Your assignment: Print the records exactly. Every mark must remain.

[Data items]
//! Store-agnostic orchestration of the procurement workflows.
//!
//! Every operation follows the same shape: load what it needs from the
//! [`WorkflowStore`], compute the change with the pure workflow types,
//! commit the resulting [`ChangeSet`] in one transaction, then hand the
//! collected events to the [`EventDispatcher`]. Nothing is dispatched when
//! the commit fails.

mod bid;
mod negotiation;
mod purchase_order;
mod rfq;
pub mod store;

#[cfg(test)]
mod memory;
#[cfg(test)]
mod tests;

use std::sync::Arc;

use chrono::{DateTime, Datelike, Utc};
use serde::{Deserialize, Serialize};
use serde_json::Value;
use uuid::Uuid;

use crate::error::WorkflowError;
use crate::events::DomainEvent;
use crate::machine::{EntityKind, WorkflowState};
use crate::notify::EventDispatcher;
use crate::numbering::{DocumentKind, format_number};
use crate::policy::WorkflowPolicy;

pub use negotiation::PostedMessage;
pub use purchase_order::PurchaseOrderCreation;
pub use store::{Change, ChangeSet, Versioned, WorkflowStore};

/// Request to move an entity to another status.
#[derive(Debug, Clone, Default, Deserialize)]
pub struct TransitionRequest {
    /// Target status name.
    pub target_status: String,
    /// Transition-specific data (reasons, amounts, evidence...).
    #[serde(default)]
    pub metadata: Value,
    /// Admin override of the transition table.
    #[serde(default)]
    pub force: bool,
}

impl TransitionRequest {
    /// A table transition to `target` with `metadata`.
    pub fn to(target: impl Into<String>, metadata: Value) -> Self {
        Self {
            target_status: target.into(),
            metadata,
            force: false,
        }
    }
}

/// An entity together with what the caller may do next.
#[derive(Debug, Clone, Serialize)]
pub struct Outcome<T> {
    /// The entity after the operation.
    pub entity: T,
    /// Status names the caller may move the entity to.
    pub available_transitions: Vec<String>,
    /// Human readable summary.
    pub message: String,
}

/// Current status and the statuses the caller may move to.
#[derive(Debug, Clone, PartialEq, Eq, Serialize)]
pub struct TransitionView {
    /// Current status name.
    pub current_status: String,
    /// Reachable status names.
    pub available_transitions: Vec<String>,
}

fn names<S: WorkflowState>(statuses: Vec<S>) -> Vec<String> {
    statuses.into_iter().map(|s| s.as_str().to_string()).collect()
}

fn view<S: WorkflowState>(current: S, available: Vec<S>) -> TransitionView {
    TransitionView {
        current_status: current.as_str().to_string(),
        available_transitions: names(available),
    }
}

fn parse_target<S: WorkflowState>(raw: &str) -> Result<S, WorkflowError> {
    S::parse(raw).ok_or_else(|| {
        WorkflowError::field(
            "target_status",
            format!("unknown {} status '{}'", S::ENTITY, raw.trim()),
        )
    })
}

fn found<T>(entity: EntityKind, id: Uuid, row: Option<T>) -> Result<T, WorkflowError> {
    row.ok_or(WorkflowError::not_found(entity, id))
}

/// Orchestrates every procurement operation over a [`WorkflowStore`].
pub struct ProcurementService<S: WorkflowStore> {
    store: Arc<S>,
    dispatcher: EventDispatcher,
    policy: WorkflowPolicy,
}

impl<S: WorkflowStore> Clone for ProcurementService<S> {
    fn clone(&self) -> Self {
        Self {
            store: Arc::clone(&self.store),
            dispatcher: self.dispatcher.clone(),
            policy: self.policy,
        }
    }
}

impl<S: WorkflowStore> ProcurementService<S> {
    /// Creates a service.
    #[must_use]
    pub fn new(store: Arc<S>, dispatcher: EventDispatcher, policy: WorkflowPolicy) -> Self {
        Self {
            store,
            dispatcher,
            policy,
        }
    }

    /// The underlying store.
    #[must_use]
    pub fn store(&self) -> &Arc<S> {
        &self.store
    }

    /// The active workflow policy.
    #[must_use]
    pub fn policy(&self) -> &WorkflowPolicy {
        &self.policy
    }

    /// Commits `changes` and, only on success, dispatches `events`.
    async fn commit(&self, changes: ChangeSet, events: Vec<DomainEvent>) -> Result<(), WorkflowError> {
        if !changes.is_empty() {
            self.store.commit(changes).await.inspect_err(|e| {
                tracing::warn!(error = %e, "commit failed");
            })?;
        }
        self.dispatcher.dispatch(events);
        Ok(())
    }

    /// Reserves the next document number of `kind`.
    async fn next_number(&self, kind: DocumentKind, now: DateTime<Utc>) -> Result<String, WorkflowError> {
        let year = now.year();
        let sequence = self.store.next_sequence(kind, year).await?;
        Ok(format_number(kind, year, sequence))
    }
}
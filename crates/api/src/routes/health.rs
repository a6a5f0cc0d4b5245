//! Liveness endpoint.

use axum::{Json, Router, extract::State, http::StatusCode, routing::get};
use serde::Serialize;

use crate::AppState;

/// Health check response.
#[derive(Debug, Serialize)]
pub struct HealthResponse {
    /// `healthy` or `degraded`.
    pub status: &'static str,
    /// Whether the database answered a ping.
    pub database: bool,
    /// Service version.
    pub version: &'static str,
}

async fn health_check(State(state): State<AppState>) -> (StatusCode, Json<HealthResponse>) {
    let database = match state.service.store().connection().ping().await {
        Ok(()) => true,
        Err(e) => {
            tracing::warn!(error = %e, "database ping failed");
            false
        }
    };
    let status = if database {
        StatusCode::OK
    } else {
        StatusCode::SERVICE_UNAVAILABLE
    };
    (
        status,
        Json(HealthResponse {
            status: if database { "healthy" } else { "degraded" },
            database,
            version: env!("CARGO_PKG_VERSION"),
        }),
    )
}

/// Creates health check routes.
pub fn routes() -> Router<AppState> {
    Router::new().route("/health", get(health_check))
}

Completed task:
//! Store-agnostic orchestration of the procurement workflows.
//!
//! Every operation follows the same shape: load what it needs from the
//! [`WorkflowStore`], compute the change with the pure workflow types,
//! commit the resulting [`ChangeSet`] in one transaction, then hand the
//! collected events to the [`EventDispatcher`]. Nothing is dispatched when
//! the commit fails.

mod bid;
mod negotiation;
mod purchase_order;
mod rfq;
pub mod store;

#[cfg(test)]
mod memory;
#[cfg(test)]
mod tests;

use std::sync::Arc;

use chrono::{DateTime, Datelike, Utc};
use serde::{Deserialize, Serialize};
use serde_json::Value;
use uuid::Uuid;

use crate::error::WorkflowError;
use crate::events::DomainEvent;
use crate::machine::{EntityKind, WorkflowState};
use crate::notify::EventDispatcher;
use crate::numbering::{DocumentKind, format_number};
use crate::policy::WorkflowPolicy;

pub use negotiation::PostedMessage;
pub use purchase_order::PurchaseOrderCreation;
pub use store::{Change, ChangeSet, Versioned, WorkflowStore};

/// Request to move an entity to another status.
#[derive(Debug, Clone, Default, Deserialize)]
pub struct TransitionRequest {
    /// Target status name.
    pub target_status: String,
    /// Transition-specific data (reasons, amounts, evidence...).
    #[serde(default)]
    pub metadata: Value,
    /// Admin override of the transition table.
    #[serde(default)]
    pub force: bool,
}

impl TransitionRequest {
    /// A table transition to `target` with `metadata`.
    pub fn to(target: impl Into<String>, metadata: Value) -> Self {
        Self {
            target_status: target.into(),
            metadata,
            force: false,
        }
    }
}

/// An entity together with what the caller may do next.
#[derive(Debug, Clone, Serialize)]
pub struct Outcome<T> {
    /// The entity after the operation.
    pub entity: T,
    /// Status names the caller may move the entity to.
    pub available_transitions: Vec<String>,
    /// Human readable summary.
    pub message: String,
}

/// Current status and the statuses the caller may move to.
#[derive(Debug, Clone, PartialEq, Eq, Serialize)]
pub struct TransitionView {
    /// Current status name.
    pub current_status: String,
    /// Reachable status names.
    pub available_transitions: Vec<String>,
}

fn names<S: WorkflowState>(statuses: Vec<S>) -> Vec<String> {
    statuses.into_iter().map(|s| s.as_str().to_string()).collect()
}

fn view<S: WorkflowState>(current: S, available: Vec<S>) -> TransitionView {
    TransitionView {
        current_status: current.as_str().to_string(),
        available_transitions: names(available),
    }
}

fn parse_target<S: WorkflowState>(raw: &str) -> Result<S, WorkflowError> {
    S::parse(raw).ok_or_else(|| {
        WorkflowError::field(
            "target_status",
            format!("unknown {} status '{}'", S::ENTITY, raw.trim()),
        )
    })
}

fn found<T>(entity: EntityKind, id: Uuid, row: Option<T>) -> Result<T, WorkflowError> {
    row.ok_or(WorkflowError::not_found(entity, id))
}

/// Orchestrates every procurement operation over a [`WorkflowStore`].
pub struct ProcurementService<S: WorkflowStore> {
    store: Arc<S>,
    dispatcher: EventDispatcher,
    policy: WorkflowPolicy,
}

impl<S: WorkflowStore> Clone for ProcurementService<S> {
    fn clone(&self) -> Self {
        Self {
            store: Arc::clone(&self.store),
            dispatcher: self.dispatcher.clone(),
            policy: self.policy,
        }
    }
}

impl<S: WorkflowStore> ProcurementService<S> {
    /// Creates a service.
    #[must_use]
    pub fn new(store: Arc<S>, dispatcher: EventDispatcher, policy: WorkflowPolicy) -> Self {
        Self {
            store,
            dispatcher,
            policy,
        }
    }

    /// The underlying store.
    #[must_use]
    pub fn store(&self) -> &Arc<S> {
        &self.store
    }

    /// The active workflow policy.
    #[must_use]
    pub fn policy(&self) -> &WorkflowPolicy {
        &self.policy
    }

    /// Commits `changes` and, only on success, dispatches `events`.
    async fn commit(&self, changes: ChangeSet, events: Vec<DomainEvent>) -> Result<(), WorkflowError> {
        if !changes.is_empty() {
            self.store.commit(changes).await.inspect_err(|e| {
                tracing::warn!(error = %e, "commit failed");
            })?;
        }
        self.dispatcher.dispatch(events);
        Ok(())
    }

    /// Reserves the next document number of `kind`.
    async fn next_number(&self, kind: DocumentKind, now: DateTime<Utc>) -> Result<String, WorkflowError> {
        let year = now.year();
        let sequence = self.store.next_sequence(kind, year).await?;
        Ok(format_number(kind, year, sequence))
    }
}
filename crates/api/src/routes/health.rs
repository a6a5f0cc0d4b5245
//! Liveness endpoint.

use axum::{Json, Router, extract::State, http::StatusCode, routing::get};
use serde::Serialize;

use crate::AppState;

/// Health check response.
#[derive(Debug, Serialize)]
pub struct HealthResponse {
    /// `healthy` or `degraded`.
    pub status: &'static str,
    /// Whether the database answered a ping.
    pub database: bool,
    /// Service version.
    pub version: &'static str,
}

async fn health_check(State(state): State<AppState>) -> (StatusCode, Json<HealthResponse>) {
    let database = match state.service.store().connection().ping().await {
        Ok(()) => true,
        Err(e) => {
            tracing::warn!(error = %e, "database ping failed");
            false
        }
    };
    let status = if database {
        StatusCode::OK
    } else {
        StatusCode::SERVICE_UNAVAILABLE
    };
    (
        status,
        Json(HealthResponse {
            status: if database { "healthy" } else { "degraded" },
            database,
            version: env!("CARGO_PKG_VERSION"),
        }),
    )
}

/// Creates health check routes.
pub fn routes() -> Router<AppState> {
    Router::new().route("/health", get(health_check))
}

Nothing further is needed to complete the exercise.